Comment les troubles du rythme cardiaque portent atteinte à notre cerveau?
On sait depuis assez longtemps que la fibrillation auriculaire peut déclencher une attaque cérébrale. Mais il reste de nombreuses questions sans réponses: quand et comment des caillots dangereux se forment-ils? Peuvent-ils aussi porter atteinte au cerveau à l’insu de la personne touchée? Les troubles du rythme cardiaque sont-ils la cause d’une baisse des performances du cerveau, voire d’une démence? Un vaste projet de recherche dirigé par le professeur Michael Kühne se penche sur ces questions.
La fibrillation auriculaire est de plus en plus souvent en point de mire de la recherche en cardiologie. Quelle est la fréquence de la maladie?
Pr Michael Kühne: Elle est tout en haut de la liste des causes envisageables lorsqu’un patient nous consulte pour des symptômes tels que battements de coeur accélérés ou palpitations.
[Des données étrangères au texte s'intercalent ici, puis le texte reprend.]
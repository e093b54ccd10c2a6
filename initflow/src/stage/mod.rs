//! Stages: hierarchical groups of nodes with aggregate progress.
//!
//! A stage is populated before registration and is read-only in structure
//! afterwards; only its runtime status (state, counters, timestamps)
//! changes while the orchestrator drives it.

use crate::core::{NodeState, StageEvent, StageEventKind, StageState};
use crate::node::Node;
use crate::utils::{now_utc, Timestamp};
use parking_lot::RwLock;
use std::fmt;
use std::sync::Arc;

#[derive(Debug, Clone, Default)]
struct StageStatus {
    state: StageState,
    completed: usize,
    failed: usize,
    started_at: Option<Timestamp>,
    finished_at: Option<Timestamp>,
}

/// A named group of nodes and nested sub-stages representing a phase.
pub struct Stage {
    id: String,
    display_name: String,
    nodes: Vec<Arc<Node>>,
    sub_stages: Vec<Arc<Stage>>,
    stage_dependencies: Vec<String>,
    status: RwLock<StageStatus>,
}

impl Stage {
    /// Creates an empty stage.
    #[must_use]
    pub fn new(id: impl Into<String>, display_name: impl Into<String>) -> Self {
        Self {
            id: id.into(),
            display_name: display_name.into(),
            nodes: Vec::new(),
            sub_stages: Vec::new(),
            stage_dependencies: Vec::new(),
            status: RwLock::new(StageStatus::default()),
        }
    }

    /// Adds a node to the stage.
    pub fn add(&mut self, node: Node) -> &mut Self {
        self.nodes.push(Arc::new(node));
        self
    }

    /// Adds a nested stage.
    pub fn add_sub_stage(&mut self, stage: Self) -> &mut Self {
        self.sub_stages.push(Arc::new(stage));
        self
    }

    /// Records that this stage may only start after stage `id` completed.
    pub fn depends_on(&mut self, id: impl Into<String>) -> &mut Self {
        let id = id.into();
        if !self.stage_dependencies.contains(&id) {
            self.stage_dependencies.push(id);
        }
        self
    }

    /// Records a dependency on another stage.
    pub fn depends_on_stage(&mut self, other: &Self) -> &mut Self {
        self.depends_on(other.id.clone())
    }

    /// Builder form of [`add`](Self::add).
    #[must_use]
    pub fn with_node(mut self, node: Node) -> Self {
        self.add(node);
        self
    }

    /// Builder form of [`add_sub_stage`](Self::add_sub_stage).
    #[must_use]
    pub fn with_sub_stage(mut self, stage: Self) -> Self {
        self.add_sub_stage(stage);
        self
    }

    /// Builder form of [`depends_on`](Self::depends_on).
    #[must_use]
    pub fn with_dependency(mut self, id: impl Into<String>) -> Self {
        self.depends_on(id);
        self
    }

    /// Returns the stage id.
    #[must_use]
    pub fn id(&self) -> &str {
        &self.id
    }

    /// Returns the display name.
    #[must_use]
    pub fn display_name(&self) -> &str {
        &self.display_name
    }

    /// Returns the stage's own nodes in insertion order.
    #[must_use]
    pub fn nodes(&self) -> &[Arc<Node>] {
        &self.nodes
    }

    /// Returns the nested stages in insertion order.
    #[must_use]
    pub fn sub_stages(&self) -> &[Arc<Self>] {
        &self.sub_stages
    }

    /// Returns the ids of stages that must complete first.
    #[must_use]
    pub fn stage_dependencies(&self) -> &[String] {
        &self.stage_dependencies
    }

    /// Returns the current state.
    #[must_use]
    pub fn state(&self) -> StageState {
        self.status.read().state
    }

    /// Nodes of this stage (not sub-stages) completed in the current run.
    #[must_use]
    pub fn completed_count(&self) -> usize {
        self.status.read().completed
    }

    /// Nodes of this stage (not sub-stages) failed in the current run.
    #[must_use]
    pub fn failed_count(&self) -> usize {
        self.status.read().failed
    }

    /// Completed nodes including sub-stages.
    #[must_use]
    pub fn completed_total(&self) -> usize {
        self.completed_count() + self.sub_stages.iter().map(|s| s.completed_total()).sum::<usize>()
    }

    /// Failed nodes including sub-stages.
    #[must_use]
    pub fn failed_total(&self) -> usize {
        self.failed_count() + self.sub_stages.iter().map(|s| s.failed_total()).sum::<usize>()
    }

    /// All nodes in this stage and its sub-stages.
    #[must_use]
    pub fn total_node_count(&self) -> usize {
        self.nodes.len() + self.sub_stages.iter().map(|s| s.total_node_count()).sum::<usize>()
    }

    /// Completed plus failed nodes, recursively.
    #[must_use]
    pub fn processed_node_count(&self) -> usize {
        self.completed_total() + self.failed_total()
    }

    /// Fraction of processed nodes; `1.0` for an empty stage.
    #[must_use]
    pub fn progress(&self) -> f64 {
        let total = self.total_node_count();
        if total == 0 {
            return 1.0;
        }
        self.processed_node_count() as f64 / total as f64
    }

    /// When the stage last started.
    #[must_use]
    pub fn started_at(&self) -> Option<Timestamp> {
        self.status.read().started_at
    }

    /// When the stage last finished.
    #[must_use]
    pub fn finished_at(&self) -> Option<Timestamp> {
        self.status.read().finished_at
    }

    /// Returns true if the node id belongs to this stage or a sub-stage.
    #[must_use]
    pub fn contains_node(&self, node_id: &str) -> bool {
        self.nodes.iter().any(|n| n.id() == node_id)
            || self.sub_stages.iter().any(|s| s.contains_node(node_id))
    }

    /// Own nodes followed by sub-stage nodes, depth first.
    #[must_use]
    pub fn all_nodes(&self) -> Vec<Arc<Node>> {
        let mut out = self.nodes.clone();
        for sub in &self.sub_stages {
            out.extend(sub.all_nodes());
        }
        out
    }

    /// Every nested stage, depth first, excluding `self`.
    #[must_use]
    pub fn descendants(&self) -> Vec<Arc<Self>> {
        let mut out = Vec::new();
        for sub in &self.sub_stages {
            out.push(Arc::clone(sub));
            out.extend(sub.descendants());
        }
        out
    }

    /// Returns true if any node of the stage or its sub-stages can still run.
    #[must_use]
    pub fn has_runnable_nodes(&self) -> bool {
        self.all_nodes().iter().any(|n| n.state().is_runnable())
    }

    /// Clears counters, returns the stage (and sub-stages) to Pending and
    /// marks every contained Complete or Failed node Stale.
    pub fn reset(&self) {
        *self.status.write() = StageStatus::default();
        for node in &self.nodes {
            node.mark_stale();
        }
        for sub in &self.sub_stages {
            sub.reset();
        }
    }

    /// Builds a stage event carrying the current recursive counters.
    #[must_use]
    pub fn event(&self, kind: StageEventKind) -> StageEvent {
        StageEvent::new(kind, &self.id, &self.display_name, self.state()).with_counts(
            self.completed_total(),
            self.failed_total(),
            self.total_node_count(),
        )
    }

    /// Marks the stage Running and seeds its counters from the current node
    /// states, so nodes finished in an earlier pass count as processed.
    pub(crate) fn begin(&self) {
        let (completed, failed) = self.nodes.iter().fold((0, 0), |(c, f), node| match node.state() {
            NodeState::Complete => (c + 1, f),
            NodeState::Failed => (c, f + 1),
            _ => (c, f),
        });
        *self.status.write() = StageStatus {
            state: StageState::Running,
            completed,
            failed,
            started_at: Some(now_utc()),
            finished_at: None,
        };
    }

    /// Counts one processed node of this stage.
    pub(crate) fn record_node(&self, state: NodeState) {
        let mut status = self.status.write();
        match state {
            NodeState::Complete => status.completed += 1,
            NodeState::Failed => status.failed += 1,
            _ => {}
        }
    }

    /// Ends the stage: Failed if any contained node failed, else Complete.
    pub(crate) fn finish(&self) -> StageState {
        let state = if self.failed_total() > 0 {
            StageState::Failed
        } else {
            StageState::Complete
        };
        let mut status = self.status.write();
        status.state = state;
        status.finished_at = Some(now_utc());
        state
    }

    /// Keeps only the own nodes for which `keep` returns true, recursively.
    ///
    /// Only possible before the stage is shared; sub-stages that are already
    /// shared are left untouched and reported back.
    pub(crate) fn retain_nodes<F>(&mut self, keep: &mut F) -> Vec<String>
    where
        F: FnMut(&Arc<Node>) -> bool,
    {
        self.nodes.retain(|n| keep(n));
        let mut shared = Vec::new();
        for sub in &mut self.sub_stages {
            match Arc::get_mut(sub) {
                Some(sub) => shared.extend(sub.retain_nodes(keep)),
                None => shared.push(sub.id.clone()),
            }
        }
        shared
    }
}

impl fmt::Debug for Stage {
    fn fmt(&self, f: &mut fmt::Formatter<'_>) -> fmt::Result {
        f.debug_struct("Stage")
            .field("id", &self.id)
            .field("display_name", &self.display_name)
            .field("nodes", &self.nodes.iter().map(|n| n.id()).collect::<Vec<_>>())
            .field("sub_stages", &self.sub_stages)
            .field("stage_dependencies", &self.stage_dependencies)
            .field("state", &self.state())
            .finish()
    }
}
La fibrillation auriculaire est le trouble du rythme cardiaque durable que nous rencontrons le plus fréquemment en clinique.
Que se passe-t-il dans le coeur en cas de fibrillation auriculaire?
Le noeud sinusal est notre métronome qui stimule régulièrement le rythme cardiaque normal. Mais il peut tomber en panne. Si le rythme cardiaque devient alors complètement désordonné, c’est ce que l’on appelle fibrillation auriculaire. L’atrium proprement dit (l’oreillette) ne bat plus régulièrement avec 50 à 80 battements par minute, mais très irrégulièrement et beaucoup trop vite: 300 à 500 battements par minute. Une allure aussi désordonnée fait que l’atrium ne peut plus se contracter, il est pris de frémissement, c’est ce que l’on appelle la fibrillation. En plus, des stimuli électriques incontrôlés activent le noeud atrio-ventriculaire, dont le rôle est de contrôler la transmission des stimuli aux ventricules. De ce fait, les ventricules battent eux aussi irrégulièrement et en général trop vite. Ces arythmies peuvent se produire par épisodes ou, si la maladie est présente depuis longtemps, durablement.
Comment peut-on remarquer la fibrillation auriculaire, à part par des battements trop rapides ou des palpitations?
Les patients concernés ressentent un pouls irrégulier ou qui s’accélère trop vite lors d’un effort physique. Il se peut aussi qu’ils ressentent désagréablement les battements de leur coeur. D’autres patients se sentent moins performants lors d’un épisode de fibrillation auriculaire ou ont du mal à respirer lorsqu’ils gravissent les escaliers. Mais une partie non négligeable des personnes touchées, environ 30 %, n’ont pas de symptômes et la fibrillation auriculaire est découverte par hasard.

Quelles sont les conséquences de ces activités cardiaques chaotiques?
Un danger immédiat est l’attaque cérébrale. En raison de l’irrégularité des activités de l’atrium, un caillot de sang peut se former, être véhiculé dans la circulation sanguine du cerveau et y causer une obstruction aigüe. 20 % des attaques cérébrales sont dues à la fibrillation auriculaire et ce sont souvent des cas particulièrement graves car les caillots sont relativement gros. Si la fibrillation auriculaire n’est pas soignée pendant longtemps, elle endommage aussi le coeur proprement dit. Du fait de l’irrégularité de la fonction cardiaque, les ventricules pompent de moins en moins bien et cela débouche avec le temps sur l’insuffisance cardiaque. Inversement, une insuffisance cardiaque existante peut causer une fibrillation auriculaire.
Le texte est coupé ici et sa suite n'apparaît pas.